[[ Given data, beginning ]]

//! Temporal performance score: current views over the expected median at
//! the item's age.

use serde::Serialize;
use tracing::{debug, info};

use crate::curve::Envelope;
use viewpulse_core::time::{age_in_days, now_millis};
use viewpulse_core::Result;
use viewpulse_jobs::JobHandle;
use viewpulse_store::{ItemScoreUpdate, SqliteStore, TrackedItem};

#[derive(Debug, Clone, Copy, PartialEq, Serialize)]
#[serde(rename_all = "camelCase")]
pub struct ScoreResult {
    /// Clamped ratio; what gets cached on the item.
    pub ratio: f64,
    pub raw_ratio: f64,
    /// Expected views (envelope p50) used as the denominator.
    pub baseline_views: f64,
    pub requested_age: u32,
    /// Envelope age used after nearest-age fallback.
    pub envelope_age: u32,
    pub clamped: bool,
}

#[derive(Debug, Clone, Default, Serialize)]
#[serde(rename_all = "camelCase")]
pub struct RescoreReport {
    pub scored: usize,
    pub unscored: usize,
    pub stopped: bool,
}

/// Scores items against one loaded envelope generation.
pub struct PerformanceScorer {
    envelope: Envelope,
    ceiling: f64,
}

impl PerformanceScorer {
    pub fn new(envelope: Envelope, ceiling: f64) -> Self {
        Self { envelope, ceiling }
    }

    pub fn load(store: &SqliteStore, ceiling: f64) -> Result<Self> {
        Ok(Self::new(Envelope::load(store)?, ceiling))
    }

    pub fn envelope(&self) -> &Envelope {
        &self.envelope
    }

    /// Score `item` as of `as_of_age_days`. `None` only when the envelope has
    /// no rows at all.
    pub fn score(&self, item: &TrackedItem, as_of_age_days: u32) -> Option<ScoreResult> {
        let row = self.envelope.lookup(as_of_age_days)?;
        // A zero median would divide by zero; one view is the smallest baseline.
        let baseline = row.p50.max(1) as f64;
        let raw_ratio = item.view_count.max(0) as f64 / baseline;
        let ratio = raw_ratio.min(self.ceiling);

        Some(ScoreResult {
            ratio,
            raw_ratio,
            baseline_views: row.p50 as f64,
            requested_age: as_of_age_days,
            envelope_age: row.age_days,
            clamped: raw_ratio > self.ceiling,
        })
    }

    /// Score at the item's age as of `now` (epoch millis).
    pub fn score_now(&self, item: &TrackedItem, now: i64) -> Option<ScoreResult> {
        self.score(item, age_in_days(item.published_at, now))
    }

    /// Recompute and cache one item's score. An empty envelope clears any
    /// stale cached score.
    pub fn rescore_item(
        &self,
        store: &SqliteStore,
        item: &TrackedItem,
        now: i64,
    ) -> Result<Option<ScoreResult>> {
        match self.score_now(item, now) {
            Some(result) => {
                store.update_item_score(
                    &item.id,
                    &ItemScoreUpdate {
                        score: result.ratio,
                        baseline_views: result.baseline_views,
                        age_days: result.requested_age,
                        envelope_age: result.envelope_age,
                        scored_at: now,
                    },
                )?;
                if result.clamped {
                    debug!(
                        "Score for {} clamped: {:.1} -> {:.1}",
                        item.id, result.raw_ratio, result.ratio
                    );
                }
                Ok(Some(result))
            }
            None => {
                store.clear_item_score(&item.id)?;
                Ok(None)
            }
        }
    }

    /// Rescore every tracked item, polling `job` for a stop request.
    pub fn rescore_all(&self, store: &SqliteStore, job: Option<&JobHandle>) -> Result<RescoreReport> {
        let now = now_millis();
        let mut report = RescoreReport::default();

        for (i, id) in store.all_tracked_item_ids()?.iter().enumerate() {
            if i % 500 == 0 && job.is_some_and(|j| j.should_stop()) {
                report.stopped = true;
                break;
            }
            let Some(item) = store.get_tracked_item(id)? else {
                continue;
            };
            match self.rescore_item(store, &item, now)? {
                Some(_) => report.scored += 1,
                None => report.unscored += 1,
            }
        }

        info!(
            "Rescored {} items ({} unscored{})",
            report.scored,
            report.unscored,
            if report.stopped { ", stopped early" } else { "" }
        );
        Ok(report)
    }
}
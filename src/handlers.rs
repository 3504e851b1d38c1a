use crate::curves::{CurvePoint, build_bid_curves};
use crate::errors::AppError;
use crate::ingest;
use crate::models::{CampaignSeed, Metric, TargetOverrides, WeeklyRecord};
use crate::network::{BaseMetrics, NetworkResponse, simulate_network_response, validate_bid_increase};
use crate::seeds::{self, CAMPAIGN_SEEDS};
use crate::state::AppState;
use crate::summary::{TimelineSummary, summarize};
use crate::ui::render_index;
use axum::{
    Json,
    extract::{Query, State},
    http::StatusCode,
    response::Html,
};
use serde::{Deserialize, Serialize};
use tracing::{info, warn};

#[derive(Debug, Default, Deserialize)]
pub struct ViewQuery {
    pub campaign: Option<String>,
    pub metric: Option<String>,
    pub start_month: Option<u32>,
    pub bid: Option<f64>,
}

impl ViewQuery {
    fn seed(&self) -> Result<&'static CampaignSeed, AppError> {
        Ok(seeds::resolve(self.campaign.as_deref())?)
    }

    fn metric(&self) -> Result<Metric, AppError> {
        match self.metric.as_deref() {
            Some(value) => Ok(value.parse()?),
            None => Ok(Metric::Cpi),
        }
    }
}

#[derive(Debug, Serialize)]
#[serde(rename_all = "camelCase")]
pub struct MetricInfo {
    pub key: Metric,
    pub label: &'static str,
    pub full_name: &'static str,
}

#[derive(Debug, Serialize)]
#[serde(rename_all = "camelCase")]
pub struct UploadResponse {
    pub rows: usize,
    pub first_week: String,
    pub last_week: String,
}

#[derive(Debug, Serialize)]
#[serde(rename_all = "camelCase")]
pub struct IntegrationStatus {
    pub name: &'static str,
    pub kind: &'static str,
    pub connected: bool,
}

pub async fn index() -> Html<String> {
    Html(render_index(&CAMPAIGN_SEEDS))
}

pub async fn get_seeds() -> Json<Vec<CampaignSeed>> {
    Json(CAMPAIGN_SEEDS.to_vec())
}

pub async fn get_metrics() -> Json<Vec<MetricInfo>> {
    let metrics = Metric::ALL
        .iter()
        .map(|metric| MetricInfo {
            key: *metric,
            label: metric.label(),
            full_name: metric.full_name(),
        })
        .collect();
    Json(metrics)
}

pub async fn upload_csv(
    State(state): State<AppState>,
    body: String,
) -> Result<Json<UploadResponse>, AppError> {
    let rows = match ingest::parse(&body) {
        Ok(rows) => rows,
        Err(err) => {
            warn!("rejected csv upload: {err}");
            return Err(err.into());
        }
    };

    let response = UploadResponse {
        rows: rows.len(),
        first_week: rows.first().map(|r| r.week.clone()).unwrap_or_default(),
        last_week: rows.last().map(|r| r.week.clone()).unwrap_or_default(),
    };
    info!(rows = response.rows, "accepted csv upload");

    let mut session = state.session.lock().await;
    session.upload = Some(rows);
    Ok(Json(response))
}

pub async fn clear_upload(State(state): State<AppState>) -> StatusCode {
    let mut session = state.session.lock().await;
    if session.upload.take().is_some() {
        info!("cleared csv upload");
    }
    StatusCode::NO_CONTENT
}

pub async fn get_targets(State(state): State<AppState>) -> Json<TargetOverrides> {
    let session = state.session.lock().await;
    Json(session.targets)
}

pub async fn put_targets(
    State(state): State<AppState>,
    Json(targets): Json<TargetOverrides>,
) -> Result<Json<TargetOverrides>, AppError> {
    targets.validate()?;
    let mut session = state.session.lock().await;
    session.targets = targets;
    info!(?targets, "updated target overrides");
    Ok(Json(targets))
}

pub async fn get_timeline(
    State(state): State<AppState>,
    Query(query): Query<ViewQuery>,
) -> Result<Json<Vec<WeeklyRecord>>, AppError> {
    let timeline = current_timeline(&state, &query).await?;
    Ok(Json(timeline))
}

pub async fn get_summary(
    State(state): State<AppState>,
    Query(query): Query<ViewQuery>,
) -> Result<Json<TimelineSummary>, AppError> {
    let seed = query.seed()?;
    let metric = query.metric()?;
    let timeline = current_timeline(&state, &query).await?;
    let target = {
        let session = state.session.lock().await;
        session.targets.get(metric)
    };
    Ok(Json(summarize(
        &timeline,
        metric,
        Some(target.unwrap_or(seed.target(metric))),
    )))
}

pub async fn get_network(
    State(state): State<AppState>,
    Query(query): Query<ViewQuery>,
) -> Result<Json<Vec<NetworkResponse>>, AppError> {
    let metric = query.metric()?;
    let bid = validate_bid_increase(query.bid.unwrap_or(state.config.default_bid_increase))?;
    let base = current_base(&state, &query).await?;
    Ok(Json(simulate_network_response(&base, bid, metric)))
}

pub async fn get_curves(
    State(state): State<AppState>,
    Query(query): Query<ViewQuery>,
) -> Result<Json<Vec<CurvePoint>>, AppError> {
    let metric = query.metric()?;
    let base = current_base(&state, &query).await?;
    Ok(Json(build_bid_curves(&base, metric)))
}

pub async fn get_integrations() -> Json<Vec<IntegrationStatus>> {
    let integrations = [
        ("Google Ads", "ad network"),
        ("AppsFlyer", "mobile measurement partner"),
        ("Adjust", "mobile measurement partner"),
    ]
    .into_iter()
    .map(|(name, kind)| IntegrationStatus {
        name,
        kind,
        connected: false,
    })
    .collect();
    Json(integrations)
}

async fn current_timeline(state: &AppState, query: &ViewQuery) -> Result<Vec<WeeklyRecord>, AppError> {
    let seed = query.seed()?;
    let start_month = query.start_month.unwrap_or(state.config.start_month);
    let mut session = state.session.lock().await;
    Ok(session.timeline(seed, start_month)?)
}

async fn current_base(state: &AppState, query: &ViewQuery) -> Result<BaseMetrics, AppError> {
    let seed = query.seed()?;
    let timeline = current_timeline(state, query).await?;
    Ok(BaseMetrics::from_timeline(&timeline, seed))
}
use crate::error::SimError;
use crate::ingest::EXPECTED_COLUMNS;
use axum::http::StatusCode;

#[derive(Debug)]
pub struct AppError {
    pub status: StatusCode,
    pub message: String,
}

impl AppError {
    pub fn bad_request(message: impl Into<String>) -> Self {
        Self {
            status: StatusCode::BAD_REQUEST,
            message: message.into(),
        }
    }

    pub fn not_found(message: impl Into<String>) -> Self {
        Self {
            status: StatusCode::NOT_FOUND,
            message: message.into(),
        }
    }
}

impl From<SimError> for AppError {
    fn from(err: SimError) -> Self {
        match err {
            SimError::UnknownCampaign(_) => Self::not_found(err.to_string()),
            SimError::EmptyUpload | SimError::NoValidRows | SimError::Csv(_) => {
                Self::bad_request(format!("Invalid CSV: {err}. {EXPECTED_COLUMNS}"))
            }
            _ => Self::bad_request(err.to_string()),
        }
    }
}

impl axum::response::IntoResponse for AppError {
    fn into_response(self) -> axum::response::Response {
        (self.status, self.message).into_response()
    }
}
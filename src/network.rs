use crate::error::{Result, SimError};
use crate::models::{CampaignSeed, Metric, Phase, WeeklyRecord};
use serde::Serialize;
use std::fmt;

const REFERENCE_CPM: f64 = 234.0;
const REFERENCE_CPC: f64 = 37.6;
const BID_STEP_PCT: f64 = 5.0;

#[derive(Debug, Clone, Copy, PartialEq, Eq, Hash, Serialize)]
pub enum Network {
    Search,
    YouTube,
    Display,
}

impl Network {
    pub const ALL: [Network; 3] = [Network::Search, Network::YouTube, Network::Display];

    pub fn elasticity(self) -> &'static Elasticity {
        match self {
            Network::Search => &SEARCH,
            Network::YouTube => &YOUTUBE,
            Network::Display => &DISPLAY,
        }
    }
}

impl fmt::Display for Network {
    fn fmt(&self, f: &mut fmt::Formatter<'_>) -> fmt::Result {
        let name = match self {
            Network::Search => "Search",
            Network::YouTube => "YouTube",
            Network::Display => "Display",
        };
        f.write_str(name)
    }
}

/// Linear response coefficients, in percent per percent of bid increase.
#[derive(Debug, Clone, Copy, PartialEq)]
pub struct Elasticity {
    pub volume_slope: f64,
    pub volume_cap: f64,
    pub cpc_slope: f64,
    pub cpm_slope: f64,
    pub cvr_slope: f64,
    pub cpi_slope: f64,
    pub cpa_slope: Option<f64>,
    pub cprt_slope: Option<f64>,
    pub cpft_slope: Option<f64>,
    pub quality_score: f64,
    pub notes: &'static str,
}

const SEARCH: Elasticity = Elasticity {
    volume_slope: 0.85,
    volume_cap: 60.0,
    cpc_slope: 0.70,
    cpm_slope: 0.50,
    cvr_slope: 0.12,
    cpi_slope: 0.55,
    cpa_slope: Some(0.48),
    cprt_slope: Some(0.60),
    cpft_slope: Some(0.42),
    quality_score: 80.0,
    notes: "High-intent traffic. Bid increases yield strong volume gains with moderate CPC rise. CVR typically improves at top positions.",
};

const YOUTUBE: Elasticity = Elasticity {
    volume_slope: 1.20,
    volume_cap: 80.0,
    cpc_slope: 0.40,
    cpm_slope: 0.65,
    cvr_slope: 0.05,
    cpi_slope: 0.62,
    cpa_slope: Some(0.80),
    cprt_slope: Some(0.75),
    cpft_slope: Some(0.95),
    quality_score: 60.0,
    notes: "Reach and awareness first. Bid increases unlock broad audiences quickly while CVR is slower to respond; best for upper-funnel and re-engagement.",
};

const DISPLAY: Elasticity = Elasticity {
    volume_slope: 1.50,
    volume_cap: 90.0,
    cpc_slope: 0.25,
    cpm_slope: 0.80,
    cvr_slope: -0.08,
    cpi_slope: 0.70,
    cpa_slope: Some(0.90),
    cprt_slope: Some(0.55),
    cpft_slope: Some(1.10),
    quality_score: 45.0,
    notes: "Widest reach, lowest CPM. Strong for retargeting (CPRT) but weakest for first transactions; watch for quality dilution as volume scales.",
};

impl Elasticity {
    pub fn volume_gain(&self, bid_pct: f64) -> f64 {
        (bid_pct * self.volume_slope).min(self.volume_cap)
    }

    pub fn cpc_change(&self, bid_pct: f64) -> f64 {
        bid_pct * self.cpc_slope
    }

    pub fn cpm_change(&self, bid_pct: f64) -> f64 {
        bid_pct * self.cpm_slope
    }

    pub fn cvr_boost(&self, bid_pct: f64) -> f64 {
        bid_pct * self.cvr_slope
    }

    /// Percentage change of a cost metric. Metrics without their own
    /// coefficient move like CPI.
    pub fn metric_change(&self, metric: Metric, bid_pct: f64) -> f64 {
        let slope = match metric {
            Metric::Cpi => None,
            Metric::Cpa => self.cpa_slope,
            Metric::Cprt => self.cprt_slope,
            Metric::Cpft => self.cpft_slope,
        };
        bid_pct * slope.unwrap_or(self.cpi_slope)
    }
}

/// Current unit costs the network view projects from.
#[derive(Debug, Clone, Copy, PartialEq, Serialize)]
pub struct BaseMetrics {
    pub cpi: f64,
    pub cpa: Option<f64>,
    pub cprt: Option<f64>,
    pub cpft: Option<f64>,
}

impl BaseMetrics {
    pub fn from_seed(seed: &CampaignSeed) -> Self {
        Self {
            cpi: seed.base_cpi,
            cpa: Some(seed.base_cpa),
            cprt: Some(seed.base_cprt),
            cpft: Some(seed.base_cpft),
        }
    }

    /// Latest observed costs in a timeline, with the seed filling any gaps.
    pub fn from_timeline(timeline: &[WeeklyRecord], seed: &CampaignSeed) -> Self {
        let latest = timeline
            .iter()
            .rev()
            .find(|r| r.phase == Phase::Historical)
            .and_then(|r| r.actual.as_ref());
        let Some(actual) = latest else {
            return Self::from_seed(seed);
        };

        let observed = |metric: Metric| actual.cost(metric).filter(|v| *v > 0.0);
        Self {
            cpi: observed(Metric::Cpi).unwrap_or(seed.base_cpi),
            cpa: observed(Metric::Cpa).or(Some(seed.base_cpa)),
            cprt: observed(Metric::Cprt).or(Some(seed.base_cprt)),
            cpft: observed(Metric::Cpft).or(Some(seed.base_cpft)),
        }
    }

    /// Base value for a metric; missing downstream costs are estimated from CPI.
    pub fn value(&self, metric: Metric) -> f64 {
        let explicit = match metric {
            Metric::Cpi => Some(self.cpi),
            Metric::Cpa => self.cpa,
            Metric::Cprt => self.cprt,
            Metric::Cpft => self.cpft,
        };
        explicit
            .filter(|v| *v > 0.0)
            .unwrap_or(self.cpi * metric.base_multiplier())
    }
}

#[derive(Debug, Clone, PartialEq, Serialize)]
#[serde(rename_all = "camelCase")]
pub struct NetworkResponse {
    pub network: Network,
    pub volume_gain_pct: f64,
    pub cvr_boost_pct: f64,
    pub metric_base: f64,
    pub metric_new: f64,
    pub metric_delta: f64,
    pub metric_delta_pct: f64,
    pub cpm_new: f64,
    pub cpc_new: f64,
    pub notes: &'static str,
    pub volume_score: f64,
    pub efficiency_score: f64,
    pub cvr_score: f64,
    pub scale_score: f64,
    pub quality_score: f64,
}

pub fn validate_bid_increase(bid_pct: f64) -> Result<f64> {
    if (5.0..=100.0).contains(&bid_pct) && bid_pct % BID_STEP_PCT == 0.0 {
        Ok(bid_pct)
    } else {
        Err(SimError::InvalidBidIncrease(bid_pct))
    }
}

/// Projects how each network responds to raising bids by `bid_pct` percent.
pub fn simulate_network_response(
    base: &BaseMetrics,
    bid_pct: f64,
    metric: Metric,
) -> Vec<NetworkResponse> {
    let base_value = base.value(metric);

    Network::ALL
        .iter()
        .map(|network| {
            let el = network.elasticity();
            let pct_change = el.metric_change(metric, bid_pct);
            let volume_gain = round1(el.volume_gain(bid_pct));
            let cvr_boost = round1(el.cvr_boost(bid_pct));
            let metric_base = base_value.round();
            let metric_new = (base_value * (1.0 + pct_change / 100.0)).round();
            let metric_delta_pct = round1(pct_change);

            NetworkResponse {
                network: *network,
                volume_gain_pct: volume_gain,
                cvr_boost_pct: cvr_boost,
                metric_base,
                metric_new,
                metric_delta: metric_new - metric_base,
                metric_delta_pct,
                cpm_new: (REFERENCE_CPM * (1.0 + el.cpm_change(bid_pct) / 100.0)).round(),
                cpc_new: (REFERENCE_CPC * (1.0 + el.cpc_change(bid_pct) / 100.0)).round(),
                notes: el.notes,
                volume_score: (volume_gain * 1.2).min(100.0),
                efficiency_score: (100.0 - metric_delta_pct * 1.5).max(0.0),
                cvr_score: (50.0 + cvr_boost * 5.0).max(0.0),
                scale_score: (volume_gain * 1.1).min(100.0),
                quality_score: el.quality_score,
            }
        })
        .collect()
}

pub(crate) fn round1(value: f64) -> f64 {
    (value * 10.0).round() / 10.0
}

#[cfg(test)]
mod tests {
    use super::*;
    use crate::seeds;

    fn base() -> BaseMetrics {
        BaseMetrics::from_seed(seeds::default_seed())
    }

    #[test]
    fn search_volume_is_monotonic_and_capped() {
        let el = Network::Search.elasticity();
        let mut previous = f64::MIN;
        for pct in 0..=100 {
            let gain = el.volume_gain(pct as f64);
            assert!(gain >= previous);
            assert!(gain <= 60.0);
            previous = gain;
        }
        assert_eq!(el.volume_gain(100.0), 60.0);
        assert_eq!(Network::YouTube.elasticity().volume_gain(100.0), 80.0);
        assert_eq!(Network::Display.elasticity().volume_gain(100.0), 90.0);
    }

    #[test]
    fn missing_metric_coefficient_falls_back_to_cpi() {
        let el = Elasticity {
            cpa_slope: None,
            ..SEARCH
        };
        assert_eq!(el.metric_change(Metric::Cpa, 20.0), el.metric_change(Metric::Cpi, 20.0));
        assert_eq!(el.metric_change(Metric::Cprt, 20.0), 20.0 * 0.60);
    }

    #[test]
    fn response_per_network_at_twenty_percent() {
        let responses = simulate_network_response(&base(), 20.0, Metric::Cpi);
        assert_eq!(responses.len(), 3);

        let search = &responses[0];
        assert_eq!(search.network, Network::Search);
        assert_eq!(search.volume_gain_pct, 17.0);
        assert_eq!(search.cvr_boost_pct, 2.4);
        assert_eq!(search.metric_base, 342.0);
        assert_eq!(search.metric_new, (342.0 * 1.11_f64).round());
        assert_eq!(search.metric_delta, search.metric_new - 342.0);
        assert_eq!(search.metric_delta_pct, 11.0);
        assert_eq!(search.cpm_new, 257.0);
        assert_eq!(search.cpc_new, 43.0);
        assert_eq!(search.quality_score, 80.0);

        let display = &responses[2];
        assert_eq!(display.network, Network::Display);
        assert_eq!(display.cvr_boost_pct, -1.6);
        assert_eq!(display.cvr_score, 42.0);
        assert_eq!(display.volume_gain_pct, 30.0);
        assert_eq!(display.volume_score, 36.0);
        assert_eq!(display.quality_score, 45.0);
    }

    #[test]
    fn scores_are_clamped_at_full_increase() {
        let responses = simulate_network_response(&base(), 100.0, Metric::Cpft);
        for response in &responses {
            assert!(response.volume_score <= 100.0);
            assert!(response.scale_score <= 100.0);
            assert!(response.efficiency_score >= 0.0);
            assert!(response.cvr_score >= 0.0);
        }
        // Display's CPFT rises 110%, which bottoms out efficiency
        assert_eq!(responses[2].efficiency_score, 0.0);
        assert_eq!(responses[2].cvr_score, 10.0);
        assert_eq!(responses[2].volume_score, 100.0);
    }

    #[test]
    fn missing_base_is_estimated_from_cpi() {
        let base = BaseMetrics {
            cpi: 100.0,
            cpa: None,
            cprt: None,
            cpft: None,
        };
        assert_eq!(base.value(Metric::Cpft), 850.0);
        let responses = simulate_network_response(&base, 0.0, Metric::Cpa);
        assert_eq!(responses[0].metric_base, 320.0);
        assert_eq!(responses[0].metric_delta, 0.0);
    }

    #[test]
    fn bid_increase_range_is_validated() {
        assert_eq!(validate_bid_increase(20.0).unwrap(), 20.0);
        assert!(validate_bid_increase(5.0).is_ok());
        assert!(validate_bid_increase(100.0).is_ok());
        assert!(validate_bid_increase(0.0).is_err());
        assert!(validate_bid_increase(22.5).is_err());
        assert!(matches!(
            validate_bid_increase(120.0),
            Err(SimError::InvalidBidIncrease(_))
        ));
        assert!(validate_bid_increase(f64::NAN).is_err());
    }

    #[test]
    fn timeline_base_prefers_latest_actuals() {
        let seed = seeds::default_seed();
        let timeline = crate::timeline::build_demo_timeline(seed, 5);
        let base = BaseMetrics::from_timeline(&timeline, seed);
        let latest = timeline[crate::timeline::HISTORY_WEEKS - 1].actual.as_ref().unwrap();
        assert_eq!(base.cpi, latest.cpi);
        assert_eq!(base.cpa, latest.cpa);

        assert_eq!(BaseMetrics::from_timeline(&[], seed), BaseMetrics::from_seed(seed));
    }
}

[[ Given data, end ]]

- What is needed:
Copy all lines above where "struct" is present.

- Response for this exercise:
pub struct ScoreResult {
pub struct RescoreReport {
pub struct PerformanceScorer {
pub struct ViewQuery {
pub struct MetricInfo {
pub struct UploadResponse {
pub struct IntegrationStatus {
pub struct AppError {
pub struct Elasticity {
pub struct BaseMetrics {
pub struct NetworkResponse {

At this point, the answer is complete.